Tohti, 49 anni, è stato scrittore, economista, e professore all’università Minzu (delle minoranze) a Pechino. Nel 2014 è stato condannato all’ergastolo per un presunto suo sostegno alla causa separatista.
In realtà, Tohti ha sempre tentato di ridurre la tensione fra popolazione uigura e han nello Xinjiang, chiedendo a Pechino di ridurre le discriminazioni economiche e politiche verso la popolazione locale, preda dell’incompetenza dei governi locali e dei gruppi di interesse economico, come egli ha spiegato molte volte. Alcuni dissidenti temono che Pechino voglia farlo morire in prigione, con lo stesso destino dello scrittore Liu Xiaobo.
L'Assemblea parlamentare europea ha deciso di “dividere” il premio fra Tohti e lo Youth Initiative for Human Rights, gruppo che promuove la riconciliazione nei Balcani.
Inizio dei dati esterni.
//! # Materials and the Type Registry
//!
//! Every cell stores a one-byte material id. The registry maps those ids back
//! to immutable [`Material`] definitions and compiles each material's movement
//! plan once, so the tick loop never touches a string.
//!
//! ## Id Assignment
//!
//! ```text
//! register([air, wall, water, sand, gas])
//!            0     1      2     3    4
//! ```
//!
//! `air` must sit at id 0: the next generation is zero-filled every tick and
//! a zeroed cell has to read back as empty space.

use std::collections::HashMap;

use bytemuck::{Pod, Zeroable};
use rand::RngCore;

use crate::error::{SimError, SimResult};
use crate::grid::Grid;

/// Name of the mandatory background material.
pub const AIR_NAME: &str = "air";

/// Maximum number of materials a registry can hold (ids are one byte).
pub const MAX_MATERIALS: usize = 256;

/// Dense material id, equal to the material's position in the registry.
#[derive(Clone, Copy, Debug, Default, PartialEq, Eq, PartialOrd, Ord, Hash)]
pub struct MaterialId(u8);

impl MaterialId {
    /// The background material.
    pub const AIR: Self = Self(0);

    /// Wraps a raw id byte.
    #[inline]
    #[must_use]
    pub const fn new(raw: u8) -> Self {
        Self(raw)
    }

    /// Returns the raw id byte.
    #[inline]
    #[must_use]
    pub const fn raw(self) -> u8 {
        self.0
    }

    /// Returns the id as a registry index.
    #[inline]
    #[must_use]
    pub const fn index(self) -> usize {
        self.0 as usize
    }
}

/// An 8-bit RGBA pixel.
#[derive(Clone, Copy, Debug, Default, PartialEq, Eq, Hash, Pod, Zeroable)]
#[repr(C)]
pub struct Rgba {
    /// Red channel.
    pub r: u8,
    /// Green channel.
    pub g: u8,
    /// Blue channel.
    pub b: u8,
    /// Alpha channel.
    pub a: u8,
}

impl Rgba {
    /// CSS `black`.
    pub const BLACK: Self = Self::rgb(0, 0, 0);
    /// CSS `silver`.
    pub const SILVER: Self = Self::rgb(192, 192, 192);
    /// CSS `lime`.
    pub const LIME: Self = Self::rgb(0, 255, 0);
    /// CSS `yellow`.
    pub const YELLOW: Self = Self::rgb(255, 255, 0);

    /// Creates an opaque color.
    #[inline]
    #[must_use]
    pub const fn rgb(r: u8, g: u8, b: u8) -> Self {
        Self { r, g, b, a: 255 }
    }
}

/// Maps a cell's aux byte to its display color.
pub type ColorFn = fn(u8) -> Rgba;

/// Free-form update behavior: `(grid, rng, x, y, aux)`.
pub type UpdateFn = fn(&mut Grid, &mut dyn RngCore, i32, i32, u8);

/// One axis of a candidate move.
#[derive(Clone, Copy, Debug, PartialEq, Eq)]
pub enum Step {
    /// A constant offset.
    Fixed(i32),
    /// The horizontal bias (+1 or -1) drawn for this invocation.
    BiasX,
    /// The vertical bias (+1 or -1) drawn for this invocation.
    BiasY,
}

impl Step {
    /// Resolves the step against this invocation's biases.
    #[inline]
    #[must_use]
    pub const fn resolve(self, bias_x: i32, bias_y: i32) -> i32 {
        match self {
            Self::Fixed(offset) => offset,
            Self::BiasX => bias_x,
            Self::BiasY => bias_y,
        }
    }

    /// Whether resolving this step needs a random draw.
    #[inline]
    #[must_use]
    pub const fn is_biased(self) -> bool {
        !matches!(self, Self::Fixed(_))
    }
}

/// A candidate offset-move: swap with `(x + dx, y + dy)` if it holds one of `into`.
#[derive(Clone, Debug, PartialEq, Eq)]
pub struct Move {
    /// Column offset.
    pub dx: Step,
    /// Row offset (positive is down).
    pub dy: Step,
    /// Material names this move may displace.
    pub into: Vec<String>,
}

impl Move {
    /// Creates a move.
    #[must_use]
    pub fn new(dx: Step, dy: Step, into: &[&str]) -> Self {
        Self {
            dx,
            dy,
            into: into.iter().map(|name| (*name).to_owned()).collect(),
        }
    }
}

/// How a material updates each tick.
#[derive(Clone, Debug)]
pub enum Behavior {
    /// No update at all; the cell becomes whatever overwrites it.
    Inert,
    /// Try each move in order, stopping at the first success; otherwise
    /// write the cell back in place. An empty list never moves.
    Moves(Vec<Move>),
    /// Arbitrary update logic against the grid.
    Custom(UpdateFn),
}

/// An immutable material definition.
#[derive(Clone, Debug)]
pub struct Material {
    name: String,
    color: ColorFn,
    behavior: Behavior,
}

impl Material {
    /// Creates a material definition.
    #[must_use]
    pub fn new(name: impl Into<String>, color: ColorFn, behavior: Behavior) -> Self {
        Self {
            name: name.into(),
            color,
            behavior,
        }
    }

    /// The material's unique name.
    #[inline]
    #[must_use]
    pub fn name(&self) -> &str {
        &self.name
    }

    /// Color for a cell of this material carrying `aux`.
    #[inline]
    #[must_use]
    pub fn color(&self, aux: u8) -> Rgba {
        (self.color)(aux)
    }

    /// The material's update behavior.
    #[inline]
    #[must_use]
    pub fn behavior(&self) -> &Behavior {
        &self.behavior
    }
}

/// A set of material ids, one bit per possible id.
#[derive(Clone, Copy, Debug, Default, PartialEq, Eq, Hash)]
pub struct MaterialSet {
    bits: [u64; 4],
}

impl MaterialSet {
    /// The empty set.
    pub const EMPTY: Self = Self { bits: [0; 4] };

    /// Returns true if `id` is a member.
    #[inline]
    #[must_use]
    pub const fn contains(&self, id: MaterialId) -> bool {
        let raw = id.raw();
        (self.bits[(raw >> 6) as usize] >> (raw & 63)) & 1 == 1
    }

    /// Adds `id` to the set.
    #[inline]
    pub fn insert(&mut self, id: MaterialId) {
        let raw = id.raw();
        self.bits[(raw >> 6) as usize] |= 1u64 << (raw & 63);
    }

    /// Returns the set with `id` added.
    #[inline]
    #[must_use]
    pub fn with(mut self, id: MaterialId) -> Self {
        self.insert(id);
        self
    }

    /// Number of members.
    #[must_use]
    pub fn len(&self) -> usize {
        self.bits.iter().map(|word| word.count_ones() as usize).sum()
    }

    /// Returns true if the set has no members.
    #[must_use]
    pub fn is_empty(&self) -> bool {
        self.bits.iter().all(|&word| word == 0)
    }
}

/// A [`Move`] with its candidate names resolved to ids.
#[derive(Clone, Copy, Debug, PartialEq, Eq)]
pub struct CompiledMove {
    /// Column offset.
    pub dx: Step,
    /// Row offset.
    pub dy: Step,
    /// Materials this move may displace.
    pub into: MaterialSet,
}

/// A material's behavior as the rules engine executes it.
#[derive(Clone, Debug)]
pub enum Plan {
    /// No update.
    Inert,
    /// Ordered moves with a write-back fallback.
    Moves {
        /// Candidate moves in priority order.
        moves: Box<[CompiledMove]>,
        /// Whether any move needs the random biases.
        biased: bool,
    },
    /// Free-form update function.
    Custom(UpdateFn),
}

struct Entry {
    material: Material,
    plan: Plan,
}

/// Read-only mapping between material names, ids and definitions.
///
/// Built once by [`TypeRegistry::register`] and never mutated afterwards.
pub struct TypeRegistry {
    entries: Vec<Entry>,
    by_name: HashMap<String, MaterialId>,
}

impl TypeRegistry {
    /// Registers an ordered material list; each material's id is its position.
    ///
    /// # Errors
    ///
    /// - [`SimError::TooManyMaterials`] past 256 entries
    /// - [`SimError::DuplicateMaterialName`] if two materials share a name
    /// - [`SimError::MissingAirMaterial`] if no material is named `air`
    /// - [`SimError::MisplacedAirMaterial`] if `air` is not first
    pub fn register(materials: Vec<Material>) -> SimResult<Self> {
        if materials.len() > MAX_MATERIALS {
            return Err(SimError::TooManyMaterials {
                count: materials.len(),
            });
        }

        let mut by_name = HashMap::with_capacity(materials.len());
        for (index, material) in materials.iter().enumerate() {
            let id = MaterialId::new(index as u8);
            if by_name.insert(material.name.clone(), id).is_some() {
                return Err(SimError::DuplicateMaterialName(material.name.clone()));
            }
        }

        match by_name.get(AIR_NAME) {
            None => return Err(SimError::MissingAirMaterial),
            Some(&id) if id != MaterialId::AIR => {
                return Err(SimError::MisplacedAirMaterial { index: id.index() });
            }
            Some(_) => {}
        }

        let mut registry = Self {
            entries: Vec::with_capacity(materials.len()),
            by_name,
        };
        for material in materials {
            let plan = registry.compile(material.behavior());
            registry.entries.push(Entry { material, plan });
        }

        tracing::debug!(materials = registry.entries.len(), "material registry built");
        Ok(registry)
    }

    fn compile(&self, behavior: &Behavior) -> Plan {
        match behavior {
            Behavior::Inert => Plan::Inert,
            Behavior::Custom(update) => Plan::Custom(*update),
            Behavior::Moves(moves) => {
                let moves: Box<[CompiledMove]> = moves
                    .iter()
                    .map(|mv| CompiledMove {
                        dx: mv.dx,
                        dy: mv.dy,
                        into: self.set_of(&mv.into),
                    })
                    .collect();
                let biased = moves.iter().any(|mv| mv.dx.is_biased() || mv.dy.is_biased());
                Plan::Moves { moves, biased }
            }
        }
    }

    /// Number of registered materials.
    #[inline]
    #[must_use]
    pub fn len(&self) -> usize {
        self.entries.len()
    }

    /// Always false for a successfully registered list (`air` exists).
    #[inline]
    #[must_use]
    pub fn is_empty(&self) -> bool {
        self.entries.is_empty()
    }

    /// Resolves a name to its id.
    ///
    /// # Errors
    ///
    /// [`SimError::UnknownMaterial`] if the name was never registered.
    pub fn id_of(&self, name: &str) -> SimResult<MaterialId> {
        self.lookup(name).ok_or_else(|| SimError::UnknownMaterial {
            name: name.to_owned(),
        })
    }

    /// Resolves a name to its id, if registered.
    #[inline]
    #[must_use]
    pub fn lookup(&self, name: &str) -> Option<MaterialId> {
        self.by_name.get(name).copied()
    }

    /// Resolves an id to its definition.
    ///
    /// # Errors
    ///
    /// [`SimError::UnknownMaterialId`] if the id is past the end of the registry.
    /// This happens for uninitialised buffer bytes; callers treat it as air.
    pub fn material_of(&self, id: MaterialId) -> SimResult<&Material> {
        self.get(id).ok_or(SimError::UnknownMaterialId(id.raw()))
    }

    /// Resolves an id to its definition, if registered.
    #[inline]
    #[must_use]
    pub fn get(&self, id: MaterialId) -> Option<&Material> {
        self.entries.get(id.index()).map(|entry| &entry.material)
    }

    /// The compiled update plan for `id`.
    #[inline]
    #[must_use]
    pub fn plan_of(&self, id: MaterialId) -> Option<&Plan> {
        self.entries.get(id.index()).map(|entry| &entry.plan)
    }

    /// Whether `id` names a registered material.
    #[inline]
    #[must_use]
    pub fn contains(&self, id: MaterialId) -> bool {
        id.index() < self.entries.len()
    }

    /// Builds a set from names. Unregistered names are ignored, so they never match.
    #[must_use]
    pub fn set_of<S: AsRef<str>>(&self, names: &[S]) -> MaterialSet {
        names
            .iter()
            .filter_map(|name| self.lookup(name.as_ref()))
            .fold(MaterialSet::EMPTY, MaterialSet::with)
    }

    /// Iterates materials in id order.
    pub fn iter(&self) -> impl Iterator<Item = (MaterialId, &Material)> {
        self.entries
            .iter()
            .enumerate()
            .map(|(index, entry)| (MaterialId::new(index as u8), &entry.material))
    }
}

impl std::fmt::Debug for TypeRegistry {
    fn fmt(&self, f: &mut std::fmt::Formatter<'_>) -> std::fmt::Result {
        f.debug_list()
            .entries(self.entries.iter().map(|entry| entry.material.name()))
            .finish()
    }
}
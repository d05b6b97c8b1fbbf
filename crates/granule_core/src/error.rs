//! # Core Error Types
//!
//! Construction and lookup failures. Per-cell operations (read, write, swap)
//! never surface these: they degrade to sentinels and silent no-ops so a tick
//! always runs to completion.

use thiserror::Error;

/// Errors raised by the grid, registry and rules engine.
#[derive(Error, Debug, Clone, PartialEq, Eq)]
pub enum SimError {
    /// A material name that was never registered.
    #[error("unknown material: {name}")]
    UnknownMaterial {
        /// The name that failed to resolve.
        name: String,
    },

    /// A material id past the end of the registry.
    #[error("unknown material id: {0}")]
    UnknownMaterialId(u8),

    /// Coordinates outside `[0, width) x [0, height)`.
    #[error("out of bounds: ({x}, {y})")]
    OutOfBounds {
        /// Requested column.
        x: i32,
        /// Requested row.
        y: i32,
    },

    /// Width or height is zero, or the cell count does not fit the index space.
    #[error("invalid grid dimensions: {width}x{height}")]
    InvalidDimensions {
        /// Requested width.
        width: u32,
        /// Requested height.
        height: u32,
    },

    /// Two materials share a name.
    #[error("duplicate material name: {0}")]
    DuplicateMaterialName(String),

    /// No material named `air` was registered.
    #[error("material list has no `air` entry")]
    MissingAirMaterial,

    /// `air` was registered, but not as the first material.
    #[error("`air` must be registered first (found at index {index})")]
    MisplacedAirMaterial {
        /// Position of `air` in the material list.
        index: usize,
    },

    /// More materials than a one-byte id can address.
    #[error("too many materials: {count} (maximum 256)")]
    TooManyMaterials {
        /// Number of materials supplied.
        count: usize,
    },
}

/// Result type for core operations.
pub type SimResult<T> = Result<T, SimError>;
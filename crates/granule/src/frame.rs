//! # Render Target
//!
//! A CPU-side RGBA image, one pixel per cell. Front ends upload
//! [`Frame::as_bytes`] straight into a texture.

use granule_core::{Grid, Probe, Rgba};

/// Color drawn for cells whose id is not registered.
pub const UNKNOWN_COLOR: Rgba = Rgba::YELLOW;

/// Row-major RGBA pixels.
#[derive(Clone, Debug, PartialEq, Eq)]
pub struct Frame {
    width: u32,
    height: u32,
    pixels: Vec<Rgba>,
}

impl Frame {
    /// Creates a transparent black frame.
    #[must_use]
    pub fn new(width: u32, height: u32) -> Self {
        Self {
            width,
            height,
            pixels: vec![Rgba::default(); width as usize * height as usize],
        }
    }

    /// Creates a frame matching the grid's dimensions.
    #[must_use]
    pub fn for_grid(grid: &Grid) -> Self {
        Self::new(grid.width() as u32, grid.height() as u32)
    }

    /// Width in pixels.
    #[inline]
    #[must_use]
    pub const fn width(&self) -> u32 {
        self.width
    }

    /// Height in pixels.
    #[inline]
    #[must_use]
    pub const fn height(&self) -> u32 {
        self.height
    }

    /// Pixel at `(x, y)`, or `None` outside the frame.
    #[must_use]
    pub fn pixel(&self, x: u32, y: u32) -> Option<Rgba> {
        if x >= self.width || y >= self.height {
            return None;
        }
        self.pixels
            .get(y as usize * self.width as usize + x as usize)
            .copied()
    }

    /// All pixels, row-major.
    #[must_use]
    pub fn pixels(&self) -> &[Rgba] {
        &self.pixels
    }

    /// The pixels as tightly packed RGBA8 bytes.
    #[must_use]
    pub fn as_bytes(&self) -> &[u8] {
        bytemuck::cast_slice(&self.pixels)
    }

    /// Paints the grid's current generation into this frame.
    ///
    /// The frame is resized first if its dimensions differ from the grid's.
    pub fn draw(&mut self, grid: &Grid) {
        let (width, height) = (grid.width() as u32, grid.height() as u32);
        if (self.width, self.height) != (width, height) {
            *self = Self::new(width, height);
        }

        let registry = grid.registry();
        let stride = self.width as usize;
        let pixels = &mut self.pixels;
        grid.for_each_cell(|x, y, probe| {
            let color = match probe {
                Probe::Cell(cell) => registry
                    .get(cell.material)
                    .map_or(UNKNOWN_COLOR, |material| material.color(cell.aux)),
                Probe::Unknown(_) | Probe::OutOfBounds => UNKNOWN_COLOR,
            };
            pixels[y as usize * stride + x as usize] = color;
        });
    }
}
//! # Scatter Brush
//!
//! Painting drops a handful of cells at random offsets around the pointer,
//! each with a random aux byte, so poured material looks grainy.

use granule_core::{Grid, MaterialId};
use rand::{Rng, RngCore};

use crate::config::BrushConfig;

/// Largest aux byte a brush drop can carry.
pub const MAX_DROP_AUX: u8 = 254;

/// A material plus the scatter pattern used to paint it.
#[derive(Clone, Copy, Debug, PartialEq, Eq)]
pub struct Brush {
    /// Material written by every drop.
    pub material: MaterialId,
    /// Drops land within `radius` cells of the center on each axis.
    pub radius: i32,
    /// Drops per stamp.
    pub drops: u32,
}

impl Brush {
    /// Builds a brush for `material` from config.
    #[must_use]
    pub const fn new(material: MaterialId, config: BrushConfig) -> Self {
        Self {
            material,
            radius: config.radius,
            drops: config.drops,
        }
    }

    /// Writes one round of drops around `(x, y)` into the grid's next generation.
    ///
    /// Drops that land outside the grid are discarded. Returns how many landed.
    pub fn stamp(&self, grid: &mut Grid, rng: &mut dyn RngCore, x: i32, y: i32) -> usize {
        let radius = self.radius.max(0);
        let mut landed = 0;
        for _ in 0..self.drops {
            let dx = rng.gen_range(-radius..=radius);
            let dy = rng.gen_range(-radius..=radius);
            let aux = rng.gen_range(0..=MAX_DROP_AUX);
            if grid.write_id(x.saturating_add(dx), y.saturating_add(dy), self.material, aux) {
                landed += 1;
            }
        }
        landed
    }
}
//! # Generation Storage
//!
//! One full snapshot of the grid, stored columnar:
//!
//! ```text
//! materials: [m0, m1, m2, ...]   one byte per cell
//! aux:       [a0, a1, a2, ...]   one byte per cell
//! ```
//!
//! Both arrays are allocated once and only ever overwritten in place.

/// Columnar `(material, aux)` storage for every cell of one generation.
pub(crate) struct Generation {
    materials: Box<[u8]>,
    aux: Box<[u8]>,
}

impl Generation {
    /// Allocates a zeroed generation of `len` cells.
    pub(crate) fn new(len: usize) -> Self {
        Self {
            materials: vec![0; len].into_boxed_slice(),
            aux: vec![0; len].into_boxed_slice(),
        }
    }

    /// Number of cells.
    #[inline]
    pub(crate) fn len(&self) -> usize {
        self.materials.len()
    }

    /// Raw `(material, aux)` bytes at `index`, or None past the end.
    #[inline]
    pub(crate) fn get(&self, index: usize) -> Option<(u8, u8)> {
        Some((*self.materials.get(index)?, *self.aux.get(index)?))
    }

    /// Overwrites the cell at `index`.
    ///
    /// Returns `false` if `index` is past the end.
    #[inline]
    pub(crate) fn set(&mut self, index: usize, material: u8, aux: u8) -> bool {
        match (self.materials.get_mut(index), self.aux.get_mut(index)) {
            (Some(m), Some(a)) => {
                *m = material;
                *a = aux;
                true
            }
            _ => false,
        }
    }

    /// Sets every cell to `(material, aux)`.
    pub(crate) fn fill(&mut self, material: u8, aux: u8) {
        self.materials.fill(material);
        self.aux.fill(aux);
    }

    /// All material bytes, row-major.
    #[inline]
    pub(crate) fn materials(&self) -> &[u8] {
        &self.materials
    }
}

#[cfg(test)]
mod tests {
    use super::*;

    #[test]
    fn test_new_generation_is_zeroed() {
        let generation = Generation::new(16);
        assert_eq!(generation.len(), 16);
        assert!(generation.materials().iter().all(|&m| m == 0));
        assert_eq!(generation.get(15), Some((0, 0)));
        assert_eq!(generation.get(16), None);
    }

    #[test]
    fn test_set_and_fill() {
        let mut generation = Generation::new(4);
        assert!(generation.set(2, 3, 200));
        assert!(!generation.set(4, 1, 1));
        assert_eq!(generation.get(2), Some((3, 200)));

        generation.fill(0, 0);
        assert_eq!(generation.get(2), Some((0, 0)));
    }
}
Lilian Maury Pasquier, presidente dell'Assemblea che sponsorizza il premio, spiega: “Il loro coraggio è ammirevole, e permette loro di resistere alle incomprensioni e alla pressione politica, come nel caso dell'accademico”.
Lo scorso agosto, il portavoce del ministero cinese degli Esteri Geng Shuang aveva chiesto di ritirare la candidatura di Tohti, un uomo “già condannato per sovversione e per il suo sostegno al terrorismo uighuro”. Le accuse, ritengono molti analisti, sono soltanto un pretesto per mettere a tacere una voce che con coraggio ha denunciato le ingiustizie che la sua etnia deve subire da anni.
Testimonianze da diverse fonti affermano infatti che oltre un milione di uiguri sono rinchiusi in campi di concentramento per essere “rieducati” dal punto di vista politico. Molte testimonianze parlano di torture e di uccisioni extragiudiziarie.
Il governo cinese si è spesso giustificato dicendo che i campi sono “luoghi di avviamento professionale”. Gli uiguri sono una minoranza musulmana di origine turkmena. La persecuzione contro di essi si è intensificata a partire dall’aprile 2017. Gli uiguri sono accusati di avere “forti opinioni religiose” e “politicamente scorrette”.
Essi sono di frequente imprigionati o rinchiusi nei campi; altri ancora vengono internati in cliniche psichiatriche, dove impazziscono. Le autorità controllano i loro telefoni; i musulmani non possono celebrare il Ramadan; l’insegnamento della lingua uigura è stato bandito dalle scuole. Inoltre dal 2016, gli abitanti dello Xinjiang per richiedere un passaporto devono fornire il Dna. Il tutto in nome della “stabilità nazionale”.